On April 8, 2025, Rhoades Aviation, Inc.(RAI) dba Transair, issued a press release stating " Rhoades Aviation, Inc dba Transair looks to resume inter-island air cargo service as soon as late 2025. This resumption is possible, pending regulatory approvals, after an Administrative Law Judge of the National Transportation Safety Board (NTSB) ruled in favor of Rhoades Aviation and dismissed with prejudice the Federal Aviation Administration (FAA)'s attempt to revoke Rhoades Aviation's operating certificate. The NTSB Judge also directed, and the FAA and RAI have agreed, that Rhoades Aviation and the FAA will work together on RAI's efforts to resume its cargo air transportation services.

== Destinations ==
- Hilo (Hilo International Airport)
- Honolulu (Daniel K. Inouye International Airport), hub
- Kahului (Kahului Airport)
- Kona (Kona International Airport)
- Lihue (Lihue Airport)
- Kamuela, Hawaii (Waimea-Kohala Airport)
- Molokai (Molokai Airport)
- Lanai (Lanai Airport)

== Fleet ==

TransAir fleet
| Aircraft | In service | Notes |
|---|---|---|
| Boeing 737-200C | 6 | One as a VIP passenger |
| Short 360 | 4 | One operating with “Interisland Airways” livery |

== Incidents ==

In the early morning hours of July 2, 2021, Transair Flight 810, a Boeing 737-200 cargo aircraft, experienced an engine failure shortly after taking off from Honolulu's Daniel K. Inouye International Airport en route to the neighboring Hawaiian island of Maui. The crew were attempting to return to Honolulu when the plane's other engine overheated, forcing them to ditch about 4 miles south of Oahu. Both pilots were rescued by the United States Coast Guard. The U.S. National Transportation Safety Board initiated actions to conduct an accident investigation. The NTSB final report, DCA21FA174, determined probable cause(s) of the accident to be: The flight crewmembers' misidentification of the damaged engine(after leveling the airplane and reducing thrust) and their use of only the damaged engine during the remainder of the flight, resulting in an unintentional descent and forced ditching in the Pacific Ocean.

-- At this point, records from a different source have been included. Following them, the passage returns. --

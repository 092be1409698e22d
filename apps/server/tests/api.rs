use axum::Router;
use axum::body::Body;
use axum::http::{Method, Request, StatusCode, header};
use axum::routing::get;
use fc_kernel::domain::config::{ApiConfig, ApiConfigInner};
use fc_server::Server;
use image::{DynamicImage, ImageFormat, Rgb, RgbImage};
use serde_json::{Value, json};
use std::io::Cursor;
use std::path::Path;
use tempfile::TempDir;
use tower::ServiceExt;

const CHAR_ID: &str = "507f1f77bcf86cd799439011";
const BASE_URL: &str = "https://img.example.com/faces/";

struct TestApp {
    router: Router,
    images: TempDir,
    source: String,
}

fn png_fixture() -> Vec<u8> {
    let img = RgbImage::from_fn(40, 30, |x, y| Rgb([(x * 6) as u8, (y * 8) as u8, 90]));
    let mut out = Cursor::new(Vec::new());
    DynamicImage::ImageRgb8(img).write_to(&mut out, ImageFormat::Png).unwrap();
    out.into_inner()
}

async fn serve_fixtures() -> String {
    let png = png_fixture();
    let router = Router::new()
        .route(
            "/portrait.png",
            get(move || {
                let png = png.clone();
                async move { ([(header::CONTENT_TYPE, "image/png")], png) }
            }),
        )
        .route("/missing.png", get(|| async { StatusCode::NOT_FOUND }));

    let listener = tokio::net::TcpListener::bind("127.0.0.1:0").await.unwrap();
    let addr = listener.local_addr().unwrap();
    tokio::spawn(async move { axum::serve(listener, router).await.unwrap() });
    format!("http://{addr}")
}

async fn test_app() -> TestApp {
    let images = TempDir::new().unwrap();
    let mut inner = ApiConfigInner::default();
    inner.storage.images_dir = images.path().to_path_buf();
    inner.storage.base_url = BASE_URL.into();

    let server = Server::builder().config(ApiConfig::from(inner)).build().await.unwrap();
    TestApp { router: server.router(), images, source: serve_fixtures().await }
}

async fn send(router: &Router, request: Request<Body>) -> (StatusCode, Value) {
    let response = router.clone().oneshot(request).await.unwrap();
    let status = response.status();
    let bytes = axum::body::to_bytes(response.into_body(), usize::MAX).await.unwrap();
    let body = serde_json::from_slice(&bytes).unwrap_or(Value::Null);
    (status, body)
}

fn upload(body: &Value) -> Request<Body> {
    Request::builder()
        .method(Method::POST)
        .uri("/image/upload")
        .header(header::CONTENT_TYPE, "application/json")
        .body(Body::from(body.to_string()))
        .unwrap()
}

fn delete(uri: &str) -> Request<Body> {
    Request::builder().method(Method::DELETE).uri(uri).body(Body::empty()).unwrap()
}

fn count_files(dir: &Path) -> usize {
    std::fs::read_dir(dir).map(|entries| entries.count()).unwrap_or(0)
}

#[tokio::test]
async fn health_reports_up() {
    let app = test_app().await;
    let request = Request::builder().uri("/health").body(Body::empty()).unwrap();

    let (status, body) = send(&app.router, request).await;
    assert_eq!(status, StatusCode::OK);
    assert_eq!(body["status"], "up");
}

#[tokio::test]
async fn upload_then_delete_round_trip() {
    let app = test_app().await;
    let payload = json!({
        "guild": 200_u64,
        "user": 100_u64,
        "charid": CHAR_ID,
        "image_url": format!("{}/portrait.png", app.source),
    });

    let (status, body) = send(&app.router, upload(&payload)).await;
    assert_eq!(status, StatusCode::CREATED, "{body}");

    let url = body.as_str().expect("upload responds with a JSON string");
    let prefix = format!("https://img.example.com/faces/{CHAR_ID}/");
    let relative = url.strip_prefix("https://img.example.com/faces/").unwrap().to_owned();
    assert!(url.starts_with(&prefix), "{url}");
    assert!(url.ends_with(".webp"), "{url}");

    let stored = app.images.path().join(&relative);
    let bytes = std::fs::read(&stored).unwrap();
    assert_eq!(&bytes[0..4], b"RIFF");
    assert_eq!(&bytes[8..12], b"WEBP");

    let (status, body) = send(&app.router, delete(&format!("/image/{relative}"))).await;
    assert_eq!(status, StatusCode::OK);
    assert_eq!(body, json!(format!("Deleted {relative}")));
    assert!(!stored.exists());
    assert!(!app.images.path().join(CHAR_ID).exists(), "empty character dir should be pruned");
    assert!(app.images.path().exists(), "root is never pruned");
}

#[tokio::test]
async fn malformed_json_is_bad_request() {
    let app = test_app().await;
    let request = Request::builder()
        .method(Method::POST)
        .uri("/image/upload")
        .header(header::CONTENT_TYPE, "application/json")
        .body(Body::from("{\"charid\": "))
        .unwrap();

    let (status, body) = send(&app.router, request).await;
    assert_eq!(status, StatusCode::BAD_REQUEST);
    assert!(body["error"].is_string());
}

#[tokio::test]
async fn non_http_url_is_rejected_without_side_effects() {
    let app = test_app().await;
    let payload = json!({ "charid": CHAR_ID, "image_url": "ftp://example.com/portrait.png" });

    let (status, body) = send(&app.router, upload(&payload)).await;
    assert_eq!(status, StatusCode::BAD_REQUEST);
    assert_eq!(body["error"], "invalid image URL");
    assert_eq!(count_files(app.images.path()), 0);
}

#[tokio::test]
async fn invalid_character_id_is_rejected() {
    let app = test_app().await;
    let payload =
        json!({ "charid": "../../etc", "image_url": format!("{}/portrait.png", app.source) });

    let (status, _) = send(&app.router, upload(&payload)).await;
    assert_eq!(status, StatusCode::BAD_REQUEST);
    assert_eq!(count_files(app.images.path()), 0);
}

#[tokio::test]
async fn failed_download_is_bad_gateway() {
    let app = test_app().await;
    let payload =
        json!({ "charid": CHAR_ID, "image_url": format!("{}/missing.png", app.source) });

    let (status, body) = send(&app.router, upload(&payload)).await;
    assert_eq!(status, StatusCode::BAD_GATEWAY);
    assert_eq!(body["error"], "failed to download image");
}

#[tokio::test]
async fn deleting_unknown_image_is_not_found() {
    let app = test_app().await;

    let (status, body) =
        send(&app.router, delete(&format!("/image/{CHAR_ID}/000000000000000000000000.webp"))).await;
    assert_eq!(status, StatusCode::NOT_FOUND);
    assert!(body["error"].is_string());
}

#[tokio::test]
async fn deleting_outside_the_root_is_rejected() {
    let app = test_app().await;

    let (status, _) = send(&app.router, delete("/image/..%2F..%2Fetc%2Fpasswd")).await;
    assert_eq!(status, StatusCode::BAD_REQUEST);
}

#[tokio::test]
async fn deleting_a_directory_through_the_image_route_is_rejected() {
    let app = test_app().await;
    std::fs::create_dir(app.images.path().join(CHAR_ID)).unwrap();

    let (status, _) = send(&app.router, delete(&format!("/image/{CHAR_ID}"))).await;
    assert_eq!(status, StatusCode::BAD_REQUEST);
    assert!(app.images.path().join(CHAR_ID).is_dir());
}

#[tokio::test]
async fn error_bodies_never_reveal_the_images_dir() {
    let app = test_app().await;
    let dir = app.images.path().join(CHAR_ID);
    std::fs::create_dir(&dir).unwrap();
    std::fs::write(dir.join("a.webp"), b"1").unwrap();

    let images = app.images.path().to_str().unwrap().to_owned();
    let canonical = app.images.path().canonicalize().unwrap().to_str().unwrap().to_owned();

    let cases = [
        ("/image/..%2F..%2Fetc%2Fpasswd".to_owned(), StatusCode::BAD_REQUEST, "invalid path"),
        (format!("/image/{CHAR_ID}/missing.webp"), StatusCode::NOT_FOUND, "Image not found"),
        (format!("/image/{CHAR_ID}/a.webp/extra"), StatusCode::NOT_FOUND, "Image not found"),
        (format!("/image/{CHAR_ID}"), StatusCode::BAD_REQUEST, "Cannot delete directory"),
    ];

    for (uri, expected_status, expected_error) in cases {
        let (status, body) = send(&app.router, delete(&uri)).await;
        let error = body["error"].as_str().unwrap();

        assert_eq!(status, expected_status, "{uri}");
        assert_eq!(error, expected_error, "{uri}");
        assert!(!error.contains(&images) && !error.contains(&canonical), "{uri}: {error}");
    }
    assert!(dir.join("a.webp").exists());
}

#[tokio::test]
async fn character_delete_removes_every_image() {
    let app = test_app().await;
    let url = format!("{}/portrait.png", app.source);
    for _ in 0..3 {
        let (status, _) =
            send(&app.router, upload(&json!({ "charid": CHAR_ID, "image_url": url }))).await;
        assert_eq!(status, StatusCode::CREATED);
    }
    assert_eq!(count_files(&app.images.path().join(CHAR_ID)), 3);

    let (status, body) = send(&app.router, delete(&format!("/character/{CHAR_ID}"))).await;
    assert_eq!(status, StatusCode::OK);
    assert_eq!(body, json!(format!("Deleted all images: {CHAR_ID}")));
    assert!(!app.images.path().join(CHAR_ID).exists());

    let (status, _) = send(&app.router, delete(&format!("/character/{CHAR_ID}"))).await;
    assert_eq!(status, StatusCode::NOT_FOUND);
}

#[tokio::test]
async fn character_delete_requires_valid_id() {
    let app = test_app().await;

    let (status, _) = send(&app.router, delete("/character/not-an-id")).await;
    assert_eq!(status, StatusCode::BAD_REQUEST);
}

#[tokio::test]
async fn api_reference_is_served() {
    let app = test_app().await;
    let request = Request::builder().uri("/api").body(Body::empty()).unwrap();

    let response = app.router.clone().oneshot(request).await.unwrap();
    assert_eq!(response.status(), StatusCode::OK);
}

#[tokio::test]
async fn build_fails_without_base_url() {
    let images = TempDir::new().unwrap();
    let mut inner = ApiConfigInner::default();
    inner.storage.images_dir = images.path().to_path_buf();

    let result = Server::builder().config(ApiConfig::from(inner)).build().await;
    assert!(result.is_err());
}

Contributing to the accident was the flight crew's ineffective crew resource management, high workload and stress. The final report also states that "maintenance was not a factor in the accident".

On July 16, the FAA revoked the maintenance inspection authority of Rhoades Aviation, the certificate holder that operates the 737-200 aircraft, based on findings from an ongoing investigation of its operation that began in 2020. The revocation was later dismissed, with prejudice, by the NTSB Administrative Law Judge on November, 27, 2024.

On January 29, 1996, at 0435 hours Hawaiian standard time, a Cessna 402B registered as N999CR, collided with gradually rising terrain while on takeoff from the Waimea-Kohala Airport in Kamuela, Hawaii. The aircraft was destroyed. The certificated airline transport pilot sustained fatal injuries, and two onboard cargo loaders received serious injuries. The aircraft was being operated as a contract mail flight by Trans Executive Airlines of Hawaii under 14 CFR Part 135 when the accident occurred. The flight originated in Honolulu, Hawaii, at 0200. The flight departed Kamuela on the return leg of the flight at 0430.